Per gli operatori volontari del Servizio Civile, ormai proiettati alla fine del percorso, è tempo di riflessioni.
La fase del tutoraggio che li vede in questi giorni protagonisti al CSV, attraverso la suddivisione in gruppi e con tutor di volta in volta differenti, è infatti contemplata per “guardarsi dentro” e tirare fuori le emozioni troppo a lungo represse. Per prepararsi al meglio alla vita professionale che li attende, i giovani operatori dovranno infatti far tesoro delle competenze maturate nell’anno di servizio e proiettarsi verso un futuro ignoto, che può essere “indirizzato” su quelle che sono le proprie inclinazioni naturali e le proprie aspirazioni.
C’è bisogno, però, che qualcuno sappia coglierle, queste inclinazioni.
Ed ecco che entra in gioco la figura professionale del “facilitatore”, che scorge le potenzialità in atto di ciascuno ed aiuta a prenderne coscienza.
Rosamaria Limardi, educatrice di Fondazione Città Solidale, è tra i tutor che saranno chiamati nei prossimi giorni ad affiancare i gruppi di operatori volontari a redigere il loro curriculum vitae, che tenga conto delle competenze personali (senso di responsabilità, autonomia operativa, gestione dello stress, consapevolezza di sé, e via dicendo), e a prepararsi per la “simulazione” dei primi colloqui di lavoro.
“Quello che stiamo portando avanti è una sorta di “laboratorio intimo” di emozioni, in cui i ragazzi sono invitati “a lasciarsi andare” per liberarsi dall’ansia di quello che sarà” – spiega la giovane tutor – Il “trucco” è “fluire” (il cosiddetto “flow”), ovvero dare spazio alle attività che ci contraddistinguono e ci danno benessere. Ciò che ci dà piacere, infatti, viene portato avanti senza nessuno sforzo, ed è importante scoprirlo per sapere quale sia il tipo di lavoro giusto per ciascuno di noi”.
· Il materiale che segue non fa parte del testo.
//! End-to-end swap flows driven through the exchange coordinator

use async_trait::async_trait;
use std::collections::HashMap;
use std::sync::{Arc, Mutex};
use std::time::Duration;
use xbridge::crypto::{sha256, BtcCryptoProvider};
use xbridge::error::Result;
use xbridge::rpc::{ChainRpc, Utxo};
use xbridge::wallet::{encode_address, BtcWalletConnector, ChainParams};
use xbridge::{
    Exchange, ExchangeConfig, LocalTransport, OrderState, OrderStore, XBridgeError,
};

const MEDIAN: u64 = 1_700_000_000;

#[derive(Default)]
struct ChainState {
    median_time: u64,
    unspent: Vec<Utxo>,
    broadcast: Vec<(String, String)>,
    confirmations: HashMap<String, u32>,
}

/// In-memory chain double standing in for a node RPC adapter.
struct TestChain {
    state: Mutex<ChainState>,
}

impl TestChain {
    fn new(median_time: u64, unspent: Vec<Utxo>) -> Arc<Self> {
        Arc::new(Self {
            state: Mutex::new(ChainState {
                median_time,
                unspent,
                ..ChainState::default()
            }),
        })
    }

    fn set_median_time(&self, median_time: u64) {
        self.state.lock().unwrap().median_time = median_time;
    }

    fn confirm_all(&self, confirmations: u32) {
        let mut state = self.state.lock().unwrap();
        let txids: Vec<String> = state.broadcast.iter().map(|(t, _)| t.clone()).collect();
        for txid in txids {
            state.confirmations.insert(txid, confirmations);
        }
    }
}

#[async_trait]
impl ChainRpc for TestChain {
    async fn block_count(&self) -> Result<u64> {
        Ok(1_000)
    }

    async fn median_time(&self) -> Result<u64> {
        Ok(self.state.lock().unwrap().median_time)
    }

    async fn list_unspent(&self) -> Result<Vec<Utxo>> {
        Ok(self.state.lock().unwrap().unspent.clone())
    }

    async fn send_raw_transaction(&self, raw: &str) -> Result<String> {
        let bytes =
            hex::decode(raw).map_err(|e| XBridgeError::Rpc(format!("bad raw tx: {}", e)))?;
        let txid = hex::encode(sha256(&sha256(&bytes)));
        let mut state = self.state.lock().unwrap();
        state.broadcast.push((txid.clone(), raw.to_string()));
        state.confirmations.entry(txid.clone()).or_insert(0);
        Ok(txid)
    }

    async fn confirmations(&self, txid: &str) -> Result<Option<u32>> {
        Ok(self.state.lock().unwrap().confirmations.get(txid).copied())
    }

    async fn raw_transaction(&self, txid: &str) -> Result<Option<String>> {
        Ok(self
            .state
            .lock()
            .unwrap()
            .broadcast
            .iter()
            .find(|(t, _)| t == txid)
            .map(|(_, raw)| raw.clone()))
    }
}

fn wallet_funds() -> Vec<Utxo> {
    vec![Utxo {
        txid: "aa".repeat(32),
        vout: 0,
        amount: 600_000_000,
        address: encode_address(0x3c, &[1u8; 20]),
    }]
}

/// Chain A carries the maker deposit with a 48h window; chain B carries the
/// taker deposit with a 24h window.
fn chain_a_params() -> ChainParams {
    let mut params = ChainParams::new("ACOIN", 6, 600);
    params.maker_lock_target_secs = 48 * 3600;
    params
}

fn chain_b_params() -> ChainParams {
    let mut params = ChainParams::new("BCOIN", 6, 600);
    // block time 600 puts this chain on the slow-taker window
    params.slow_taker_lock_target_secs = 24 * 3600;
    params
}

struct Setup {
    exchange: Arc<Exchange>,
    chain_a: Arc<TestChain>,
    chain_b: Arc<TestChain>,
    store: Arc<OrderStore>,
}

async fn setup() -> Setup {
    let suffix: u64 = rand::random();
    let path = std::env::temp_dir().join(format!("xbridge-flow-{:016x}.dat", suffix));
    let store = Arc::new(OrderStore::with_interval(path, Duration::from_secs(0)));

    let chain_a = TestChain::new(MEDIAN, wallet_funds());
    let chain_b = TestChain::new(MEDIAN, wallet_funds());

    let mut config = ExchangeConfig::new(3_600);
    config.tick_interval = Duration::from_millis(10);

    let exchange = Arc::new(Exchange::new(
        config,
        store.clone(),
        Arc::new(LocalTransport::default()),
    ));
    exchange
        .register_connector(Arc::new(BtcWalletConnector::new(
            chain_a_params(),
            BtcCryptoProvider::new(),
            chain_a.clone(),
        )))
        .await
        .unwrap();
    exchange
        .register_connector(Arc::new(BtcWalletConnector::new(
            chain_b_params(),
            BtcCryptoProvider::new(),
            chain_b.clone(),
        )))
        .await
        .unwrap();

    Setup {
        exchange,
        chain_a,
        chain_b,
        store,
    }
}

#[tokio::test]
async fn matched_orders_swap_to_completion() {
    let s = setup().await;

    // 10 A for 5 B, against its mirror image
    let maker_order = s
        .exchange
        .submit_order(vec![1u8; 32], "ACOIN", 10_000_000, "BCOIN", 5_000_000)
        .await
        .unwrap();
    assert_eq!(maker_order.state, OrderState::Created);

    let matched = s
        .exchange
        .submit_order(vec![2u8; 32], "BCOIN", 5_000_000, "ACOIN", 10_000_000)
        .await
        .unwrap();
    assert_eq!(matched.id, maker_order.id);
    assert_eq!(matched.state, OrderState::Accepted);

    // maker leg locks on chain A
    s.exchange.tick().await;
    let order = s.exchange.get_order(maker_order.id).await.unwrap();
    assert_eq!(order.state, OrderState::Initialized);
    assert_eq!(order.maker_lock_time, MEDIAN + 48 * 3600);
    assert!(order.maker_deposit_txid.is_some());

    // taker leg locks on chain B once the maker deposit confirms
    s.chain_a.confirm_all(1);
    s.exchange.tick().await;
    let order = s.exchange.get_order(maker_order.id).await.unwrap();
    assert_eq!(order.state, OrderState::ExchangeInitialized);
    assert_eq!(order.taker_lock_time, MEDIAN + 24 * 3600);
    assert!(order.taker_deposit_txid.is_some());

    // taker claims the maker deposit, revealing the secret
    s.chain_b.confirm_all(1);
    s.exchange.tick().await;
    let order = s.exchange.get_order(maker_order.id).await.unwrap();
    assert_eq!(order.state, OrderState::Exchanged);
    assert!(order.taker_claim_txid.is_some());

    // maker redeems the taker deposit with the observed secret
    s.exchange.tick().await;
    let order = s.exchange.get_order(maker_order.id).await.unwrap();
    assert_eq!(order.state, OrderState::Finished);
    assert!(order.maker_claim_txid.is_some());
    assert_eq!(order.reason, None);

    // the snapshot on disk reflects the finished swap
    let persisted = s.store.read().unwrap();
    assert_eq!(
        persisted.get(&maker_order.id).map(|o| o.state),
        Some(OrderState::Finished)
    );

    let _ = std::fs::remove_file(s.store.path());
}

#[tokio::test]
async fn stalled_taker_leg_rolls_back_the_maker_deposit() {
    let s = setup().await;

    let maker_order = s
        .exchange
        .submit_order(vec![1u8; 32], "ACOIN", 10_000_000, "BCOIN", 5_000_000)
        .await
        .unwrap();
    let matched = s
        .exchange
        .submit_order(vec![2u8; 32], "BCOIN", 5_000_000, "ACOIN", 10_000_000)
        .await
        .unwrap();
    assert_eq!(matched.id, maker_order.id);

    s.exchange.tick().await;
    assert_eq!(
        s.exchange.get_order(maker_order.id).await.unwrap().state,
        OrderState::Initialized
    );

    // chain B's clock has drifted so far that the taker window would end
    // inside the safety margin; the session refuses to fund the taker leg
    s.chain_b.set_median_time(MEDIAN + 24 * 3600);
    s.chain_a.confirm_all(1);
    s.exchange.tick().await;
    let order = s.exchange.get_order(maker_order.id).await.unwrap();
    assert_eq!(order.state, OrderState::Initialized);
    assert!(order.taker_deposit_txid.is_none());

    // once the maker lock time expires the deposit is reclaimed
    s.chain_a.set_median_time(MEDIAN + 48 * 3600);
    s.exchange.tick().await;
    let order = s.exchange.get_order(maker_order.id).await.unwrap();
    assert_eq!(order.state, OrderState::RolledBack);
    assert!(order.maker_refund_txid.is_some());
    assert!(order.taker_deposit_txid.is_none());
    assert!(order.reason.is_some());

    let _ = std::fs::remove_file(s.store.path());
}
Con il classico esperimento dei cartelloni bianchi, da riempire secondo le linee prescelte dai singoli gruppi, c’è chi ha dimostrato di saper “fluire” quando disegna, chi quando scrive a raffica, chi quando mette in ordine. La propensione a parlare non è forse di tutti, ma ciascuno è portato a far qualcosa, e deve essere a volte sollecitato a perseguire ciò che meglio riflette la propria personalità, nonostante le difficoltà ed i conflitti con gli altri, sempre pronti a scoraggiare, che non mancano mai.
“Non esistono persone sbagliate, né lavori sbagliati – prosegue la tutor, al momento della restituzione dei lavori – Ma può succedere che quel tipo di lavoro non faccia per voi. E rendersi conto prima di chi si è e di cosa si vuole realizzare, favorisce la ricerca del lavoro che gratifica”.